In other words, setting to one side the points already made about the way technical matters get reported in the popular media, it may be the case that conventional medicine confers is effective in a given percentage of trials, but any amount of ‘warm and fuzzy’ personal attention, allied to the ‘ritual magic’ aspect I referred to before, will produce even better results (whether sham or not).

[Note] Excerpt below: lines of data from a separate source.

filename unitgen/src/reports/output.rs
//! Output trait for rendering reports to different formats.

/// Target output for reports.
///
/// Reports describe *what* to output using these semantic methods.
/// Implementations decide *how* to render.
pub trait Output {
    /// Start a new section with a heading.
    fn section(&mut self, name: &str);

    /// Render a key-value pair.
    fn key_value(&mut self, key: &str, value: &str);

    /// Render a numbered list item.
    fn numbered_item(&mut self, index: usize, text: &str);

    /// Render a bullet list item.
    fn list_item(&mut self, text: &str);

    /// Render an added item (e.g., new file).
    fn added_item(&mut self, text: &str);

    /// Render a warning message.
    fn warning(&mut self, msg: &str);

    /// Render an error message.
    fn error(&mut self, msg: &str);

    /// Render a separator/divider with a label.
    fn divider(&mut self, label: &str);

    /// Render a block of preformatted text.
    fn preformatted(&mut self, text: &str);

    /// Render a blank line.
    fn newline(&mut self);
}

/// A report that can render itself to an output.
pub trait Report {
    /// Render this report to the given output.
    fn render(&self, out: &mut dyn Output);
}

/// Terminal output implementation.
pub struct TerminalOutput;

impl TerminalOutput {
    pub fn new() -> Self {
        Self
    }
}

impl Default for TerminalOutput {
    fn default() -> Self {
        Self::new()
    }
}

impl Output for TerminalOutput {
    fn section(&mut self, name: &str) {
        println!("{}:", name);
    }

    fn key_value(&mut self, key: &str, value: &str) {
        println!("{}: {}", key, value);
    }

    fn numbered_item(&mut self, index: usize, text: &str) {
        println!("  {}. {}", index, text);
    }

    fn list_item(&mut self, text: &str) {
        println!("  - {}", text);
    }

    fn added_item(&mut self, text: &str) {
        println!("  + {}", text);
    }

    fn warning(&mut self, msg: &str) {
        eprintln!("warning: {}", msg);
    }

    fn error(&mut self, msg: &str) {
        eprintln!("error: {}", msg);
    }

    fn divider(&mut self, label: &str) {
        println!("── {} ──", label);
    }

    fn preformatted(&mut self, text: &str) {
        println!("{}", text);
    }

    fn newline(&mut self) {
        println!();
    }
}

/// Output that records every call as a line, for asserting on reports.
#[cfg(test)]
#[derive(Debug, Default)]
pub struct RecordingOutput {
    pub lines: Vec<String>,
}

#[cfg(test)]
impl Output for RecordingOutput {
    fn section(&mut self, name: &str) {
        self.lines.push(format!("{name}:"));
    }

    fn key_value(&mut self, key: &str, value: &str) {
        self.lines.push(format!("{key}: {value}"));
    }

    fn numbered_item(&mut self, index: usize, text: &str) {
        self.lines.push(format!("  {index}. {text}"));
    }

    fn list_item(&mut self, text: &str) {
        self.lines.push(format!("  - {text}"));
    }

    fn added_item(&mut self, text: &str) {
        self.lines.push(format!("  + {text}"));
    }

    fn warning(&mut self, msg: &str) {
        self.lines.push(format!("warning: {msg}"));
    }

    fn error(&mut self, msg: &str) {
        self.lines.push(format!("error: {msg}"));
    }

    fn divider(&mut self, label: &str) {
        self.lines.push(format!("── {label} ──"));
    }

    fn preformatted(&mut self, text: &str) {
        self.lines.push(text.to_string());
    }

    fn newline(&mut self) {
        self.lines.push(String::new());
    }
}
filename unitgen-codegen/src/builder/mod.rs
//! Code generation building blocks.
//!
//! - [`CodeBuilder`] - Fluent API for building indented code
//! - [`Indent`] - Indentation configuration

mod code_builder;
mod indent;

pub use code_builder::CodeBuilder;
pub use indent::Indent;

We might find this surprising, but then again perhaps we shouldn’t. You can show me the finest, most pwerful drug yet devised for dealing with, say, general depression, and I’ll bet everything I own that it doesn’t make the patient feel as good as they do after a good, heart to heart chat with a good, caring friend followed by a reassuring hug. Perhaps the problem is that they don’t bother to do clinical trials pertaining to ‘a good, heart to heart chat with a good, caring friend followed by a reassuring hug’. Who knows? Maybe they should.

I haven’t got a cite, and I don’t recall where exactly where I’ve seen it, but I have seen studies in medical journals that say precisely the opposite thing – that acupuncture and “fake” acupuncture demonstrably worked not as well as conventional therapy. This would’ve been pre-1987.

And the thing to remember when asking “why are conventional treatments so ineffective?” is that these kinds of studies are usually only done on problems that conventional treatment isn’t very good at. I don’t recall many studies seeing whether acupuncture is better than conventional medicine at treating broken bones, or antibiotic-susceptible infections, or other things that we’ve already got a good handle on treating with evidence-based medicine.